### MATERIAL PROVIDED

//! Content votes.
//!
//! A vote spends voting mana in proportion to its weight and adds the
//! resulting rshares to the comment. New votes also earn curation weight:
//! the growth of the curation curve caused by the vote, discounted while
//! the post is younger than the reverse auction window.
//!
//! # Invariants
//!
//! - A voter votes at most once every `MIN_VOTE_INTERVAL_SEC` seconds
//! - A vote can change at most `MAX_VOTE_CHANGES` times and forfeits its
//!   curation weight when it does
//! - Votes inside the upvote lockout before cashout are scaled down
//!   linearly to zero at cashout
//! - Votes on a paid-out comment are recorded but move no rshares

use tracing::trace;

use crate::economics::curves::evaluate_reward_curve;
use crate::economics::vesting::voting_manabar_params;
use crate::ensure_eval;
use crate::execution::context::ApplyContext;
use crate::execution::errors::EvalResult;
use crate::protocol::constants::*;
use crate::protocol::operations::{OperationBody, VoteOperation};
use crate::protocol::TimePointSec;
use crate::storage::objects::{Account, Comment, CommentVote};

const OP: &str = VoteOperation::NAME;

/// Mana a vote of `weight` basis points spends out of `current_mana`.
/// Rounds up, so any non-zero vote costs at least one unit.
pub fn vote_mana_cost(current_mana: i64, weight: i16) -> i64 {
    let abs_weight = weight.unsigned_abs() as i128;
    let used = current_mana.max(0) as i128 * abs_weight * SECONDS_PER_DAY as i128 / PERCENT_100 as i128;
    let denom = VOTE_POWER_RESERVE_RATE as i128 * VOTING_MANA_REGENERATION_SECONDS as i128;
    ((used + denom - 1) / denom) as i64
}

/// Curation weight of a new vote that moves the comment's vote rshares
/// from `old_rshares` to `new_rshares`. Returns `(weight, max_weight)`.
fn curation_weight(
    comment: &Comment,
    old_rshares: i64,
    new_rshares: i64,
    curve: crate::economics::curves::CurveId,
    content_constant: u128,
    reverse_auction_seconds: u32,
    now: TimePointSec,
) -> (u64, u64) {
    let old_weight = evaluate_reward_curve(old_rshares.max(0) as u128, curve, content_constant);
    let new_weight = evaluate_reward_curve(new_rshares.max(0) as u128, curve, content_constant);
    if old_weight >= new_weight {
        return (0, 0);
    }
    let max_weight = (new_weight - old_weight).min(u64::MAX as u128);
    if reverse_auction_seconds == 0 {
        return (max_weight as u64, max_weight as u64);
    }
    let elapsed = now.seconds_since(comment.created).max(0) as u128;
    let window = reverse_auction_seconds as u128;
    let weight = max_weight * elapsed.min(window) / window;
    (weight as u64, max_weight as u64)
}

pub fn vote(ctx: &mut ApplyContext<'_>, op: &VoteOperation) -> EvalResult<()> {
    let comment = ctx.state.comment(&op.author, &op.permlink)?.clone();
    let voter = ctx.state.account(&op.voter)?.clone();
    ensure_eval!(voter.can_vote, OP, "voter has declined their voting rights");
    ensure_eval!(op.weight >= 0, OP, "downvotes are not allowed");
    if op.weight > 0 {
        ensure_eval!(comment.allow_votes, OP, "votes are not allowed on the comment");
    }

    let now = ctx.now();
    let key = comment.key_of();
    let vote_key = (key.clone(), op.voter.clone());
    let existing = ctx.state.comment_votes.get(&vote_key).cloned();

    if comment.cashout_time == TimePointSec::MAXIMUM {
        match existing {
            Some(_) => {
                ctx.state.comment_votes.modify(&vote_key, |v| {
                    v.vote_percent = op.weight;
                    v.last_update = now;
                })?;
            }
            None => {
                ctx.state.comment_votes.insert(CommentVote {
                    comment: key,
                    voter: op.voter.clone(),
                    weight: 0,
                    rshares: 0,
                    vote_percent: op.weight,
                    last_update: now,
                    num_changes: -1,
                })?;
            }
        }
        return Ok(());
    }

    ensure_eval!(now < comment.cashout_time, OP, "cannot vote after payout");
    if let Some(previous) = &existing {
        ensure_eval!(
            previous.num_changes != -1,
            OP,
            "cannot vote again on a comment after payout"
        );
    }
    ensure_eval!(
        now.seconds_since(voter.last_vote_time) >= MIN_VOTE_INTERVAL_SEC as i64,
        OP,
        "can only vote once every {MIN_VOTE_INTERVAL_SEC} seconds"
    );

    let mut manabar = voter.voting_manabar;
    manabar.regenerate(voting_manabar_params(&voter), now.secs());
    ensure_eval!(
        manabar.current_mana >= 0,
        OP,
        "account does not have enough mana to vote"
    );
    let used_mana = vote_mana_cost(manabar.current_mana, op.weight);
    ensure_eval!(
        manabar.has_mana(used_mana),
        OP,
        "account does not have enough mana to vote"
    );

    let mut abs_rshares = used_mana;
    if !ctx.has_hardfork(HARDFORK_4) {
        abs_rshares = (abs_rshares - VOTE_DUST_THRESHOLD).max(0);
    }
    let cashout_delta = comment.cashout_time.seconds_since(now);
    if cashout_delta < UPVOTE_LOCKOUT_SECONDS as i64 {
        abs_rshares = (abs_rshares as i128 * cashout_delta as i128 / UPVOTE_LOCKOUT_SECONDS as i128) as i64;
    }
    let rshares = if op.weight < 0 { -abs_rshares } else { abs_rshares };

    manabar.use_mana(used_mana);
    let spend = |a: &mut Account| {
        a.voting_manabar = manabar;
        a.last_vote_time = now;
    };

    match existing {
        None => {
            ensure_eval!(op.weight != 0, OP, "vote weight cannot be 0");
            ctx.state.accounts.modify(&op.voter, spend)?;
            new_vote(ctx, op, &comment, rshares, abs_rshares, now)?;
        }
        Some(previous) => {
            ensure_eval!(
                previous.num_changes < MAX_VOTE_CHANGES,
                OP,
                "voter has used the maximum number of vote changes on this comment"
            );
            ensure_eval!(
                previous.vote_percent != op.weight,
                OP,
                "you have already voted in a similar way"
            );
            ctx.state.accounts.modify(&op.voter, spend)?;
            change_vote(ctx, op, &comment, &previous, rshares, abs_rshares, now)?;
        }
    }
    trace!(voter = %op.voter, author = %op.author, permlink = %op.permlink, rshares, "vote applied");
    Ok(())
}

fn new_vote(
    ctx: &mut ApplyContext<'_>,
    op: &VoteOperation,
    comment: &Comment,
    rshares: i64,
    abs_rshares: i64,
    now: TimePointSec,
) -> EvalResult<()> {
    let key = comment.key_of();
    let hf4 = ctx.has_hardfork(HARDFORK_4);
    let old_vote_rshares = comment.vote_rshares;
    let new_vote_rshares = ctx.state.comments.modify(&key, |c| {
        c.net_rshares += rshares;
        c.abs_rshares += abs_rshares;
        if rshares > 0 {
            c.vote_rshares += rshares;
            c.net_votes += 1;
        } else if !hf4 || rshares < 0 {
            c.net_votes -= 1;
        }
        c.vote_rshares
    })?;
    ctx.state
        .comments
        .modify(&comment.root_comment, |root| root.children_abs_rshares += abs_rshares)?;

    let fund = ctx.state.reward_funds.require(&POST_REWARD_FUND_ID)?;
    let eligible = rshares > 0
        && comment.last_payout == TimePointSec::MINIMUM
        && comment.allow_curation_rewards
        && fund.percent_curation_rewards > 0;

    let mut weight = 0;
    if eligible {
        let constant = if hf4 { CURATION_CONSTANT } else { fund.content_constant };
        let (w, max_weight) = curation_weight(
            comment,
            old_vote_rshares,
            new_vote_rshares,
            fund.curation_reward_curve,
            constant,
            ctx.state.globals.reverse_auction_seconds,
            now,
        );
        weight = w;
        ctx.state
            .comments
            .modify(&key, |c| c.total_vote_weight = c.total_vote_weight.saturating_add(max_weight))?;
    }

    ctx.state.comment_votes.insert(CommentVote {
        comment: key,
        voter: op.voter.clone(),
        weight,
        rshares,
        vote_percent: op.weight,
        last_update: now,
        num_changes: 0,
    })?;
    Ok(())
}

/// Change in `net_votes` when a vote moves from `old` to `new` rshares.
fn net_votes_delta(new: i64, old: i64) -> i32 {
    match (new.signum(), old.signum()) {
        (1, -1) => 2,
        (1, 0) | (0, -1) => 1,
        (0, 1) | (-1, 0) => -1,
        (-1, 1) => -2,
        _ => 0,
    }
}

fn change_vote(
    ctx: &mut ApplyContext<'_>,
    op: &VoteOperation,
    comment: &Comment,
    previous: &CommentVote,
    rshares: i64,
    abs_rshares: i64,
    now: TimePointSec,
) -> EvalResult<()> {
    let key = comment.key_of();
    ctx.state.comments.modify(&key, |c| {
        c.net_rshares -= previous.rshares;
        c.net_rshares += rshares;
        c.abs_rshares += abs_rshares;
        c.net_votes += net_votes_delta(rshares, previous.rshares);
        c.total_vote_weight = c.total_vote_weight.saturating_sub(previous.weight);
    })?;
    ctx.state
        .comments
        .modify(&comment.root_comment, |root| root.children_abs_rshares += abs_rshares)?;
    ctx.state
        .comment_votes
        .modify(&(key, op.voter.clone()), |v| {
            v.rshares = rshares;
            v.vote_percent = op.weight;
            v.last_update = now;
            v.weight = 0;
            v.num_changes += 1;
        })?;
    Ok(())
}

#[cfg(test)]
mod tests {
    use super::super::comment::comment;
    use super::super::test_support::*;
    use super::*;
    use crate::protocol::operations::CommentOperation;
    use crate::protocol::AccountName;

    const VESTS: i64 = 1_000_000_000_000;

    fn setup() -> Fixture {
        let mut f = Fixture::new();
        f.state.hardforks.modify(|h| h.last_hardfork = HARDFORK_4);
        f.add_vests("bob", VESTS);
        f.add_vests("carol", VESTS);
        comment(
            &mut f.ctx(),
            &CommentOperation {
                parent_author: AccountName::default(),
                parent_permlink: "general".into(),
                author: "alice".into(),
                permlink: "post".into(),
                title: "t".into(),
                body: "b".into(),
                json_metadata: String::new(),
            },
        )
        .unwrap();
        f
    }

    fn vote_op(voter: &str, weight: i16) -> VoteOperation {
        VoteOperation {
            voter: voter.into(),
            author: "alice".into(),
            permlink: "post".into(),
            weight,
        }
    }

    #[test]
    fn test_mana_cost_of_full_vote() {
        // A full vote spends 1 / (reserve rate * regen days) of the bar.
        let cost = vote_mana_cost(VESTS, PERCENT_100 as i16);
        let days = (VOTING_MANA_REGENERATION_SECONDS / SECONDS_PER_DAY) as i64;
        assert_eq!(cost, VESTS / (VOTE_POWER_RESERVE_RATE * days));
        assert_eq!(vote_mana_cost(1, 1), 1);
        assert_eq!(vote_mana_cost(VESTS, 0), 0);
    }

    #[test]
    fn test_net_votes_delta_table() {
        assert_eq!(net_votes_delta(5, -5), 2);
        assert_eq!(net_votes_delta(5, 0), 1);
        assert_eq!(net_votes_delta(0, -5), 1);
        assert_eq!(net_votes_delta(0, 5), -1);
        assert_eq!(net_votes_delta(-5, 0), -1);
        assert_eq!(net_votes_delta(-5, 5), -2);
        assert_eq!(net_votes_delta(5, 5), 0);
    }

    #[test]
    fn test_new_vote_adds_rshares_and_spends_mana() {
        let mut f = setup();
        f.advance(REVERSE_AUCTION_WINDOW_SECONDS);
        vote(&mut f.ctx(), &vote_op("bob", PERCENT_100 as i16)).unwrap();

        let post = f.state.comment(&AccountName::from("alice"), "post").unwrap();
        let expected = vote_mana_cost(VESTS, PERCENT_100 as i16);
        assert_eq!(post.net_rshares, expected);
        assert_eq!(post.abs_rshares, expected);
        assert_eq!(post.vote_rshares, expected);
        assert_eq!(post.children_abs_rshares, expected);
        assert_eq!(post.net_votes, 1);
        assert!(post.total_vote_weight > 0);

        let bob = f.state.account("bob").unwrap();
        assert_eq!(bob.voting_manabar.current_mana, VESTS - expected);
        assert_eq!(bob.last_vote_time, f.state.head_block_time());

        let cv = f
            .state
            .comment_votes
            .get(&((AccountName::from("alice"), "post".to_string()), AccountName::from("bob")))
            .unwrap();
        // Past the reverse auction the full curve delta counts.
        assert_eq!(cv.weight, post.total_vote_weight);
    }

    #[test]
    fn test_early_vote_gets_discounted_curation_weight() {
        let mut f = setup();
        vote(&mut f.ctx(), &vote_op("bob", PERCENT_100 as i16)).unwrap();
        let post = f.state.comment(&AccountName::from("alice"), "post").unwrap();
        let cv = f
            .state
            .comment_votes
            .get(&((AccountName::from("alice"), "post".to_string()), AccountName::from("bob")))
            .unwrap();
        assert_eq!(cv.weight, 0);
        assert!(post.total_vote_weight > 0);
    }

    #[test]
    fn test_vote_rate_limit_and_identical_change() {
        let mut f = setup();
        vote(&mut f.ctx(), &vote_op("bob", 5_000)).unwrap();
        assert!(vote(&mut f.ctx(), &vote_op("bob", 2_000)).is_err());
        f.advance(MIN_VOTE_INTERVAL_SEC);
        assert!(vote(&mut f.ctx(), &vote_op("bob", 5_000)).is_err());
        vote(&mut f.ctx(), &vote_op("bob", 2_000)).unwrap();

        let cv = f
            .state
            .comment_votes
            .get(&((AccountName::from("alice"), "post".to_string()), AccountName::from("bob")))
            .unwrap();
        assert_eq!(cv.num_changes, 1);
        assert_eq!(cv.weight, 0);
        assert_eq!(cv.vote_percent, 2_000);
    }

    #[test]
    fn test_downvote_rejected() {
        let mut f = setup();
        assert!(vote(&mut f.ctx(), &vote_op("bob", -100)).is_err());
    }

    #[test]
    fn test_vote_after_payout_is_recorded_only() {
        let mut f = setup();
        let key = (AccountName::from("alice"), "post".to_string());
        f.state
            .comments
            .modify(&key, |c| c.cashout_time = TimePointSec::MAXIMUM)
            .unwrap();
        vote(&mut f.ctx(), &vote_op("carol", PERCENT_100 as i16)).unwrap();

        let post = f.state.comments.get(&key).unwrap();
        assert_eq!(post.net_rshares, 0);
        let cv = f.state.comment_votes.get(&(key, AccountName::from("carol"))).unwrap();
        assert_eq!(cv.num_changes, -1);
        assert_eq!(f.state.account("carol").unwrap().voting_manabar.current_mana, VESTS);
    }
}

######

Your reply is one number: how many lines of the records above contain the word "zero".

2